* Work required *
Work out how many lines of the material below mention the word "ElementKey"; reply with the number only.

━━━━━━━━━━━━━━━━

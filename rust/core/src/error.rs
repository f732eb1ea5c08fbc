// This Source Code Form is subject to the terms of the Mozilla Public
// License, v. 2.0. If a copy of the MPL was not distributed with this
// file, You can obtain one at https://mozilla.org/MPL/2.0/.

//! Error types for document operations.

use crate::keys::{ElementKey, GroupTypeKey};

/// Result type alias for document operations.
pub type Result<T> = std::result::Result<T, Error>;

/// Errors that can occur while mutating or querying the document.
#[derive(Debug, thiserror::Error)]
pub enum Error {
    /// A referenced element is not live in the document.
    #[error("element not found: {0:?}")]
    ElementNotFound(ElementKey),

    /// The element exists but is not a group instance.
    #[error("element is not a group instance: {0:?}")]
    NotAGroup(ElementKey),

    /// A group must have at least one member.
    #[error("group must have at least one member")]
    EmptyGroup,

    /// The element already belongs to a group.
    #[error("element already belongs to a group: {0:?}")]
    AlreadyGrouped(ElementKey),

    /// The referenced group type is not registered.
    #[error("group type not found: {0:?}")]
    GroupTypeNotFound(GroupTypeKey),
}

━━━━━━━━━━━━━━━━

* Output of the task *
4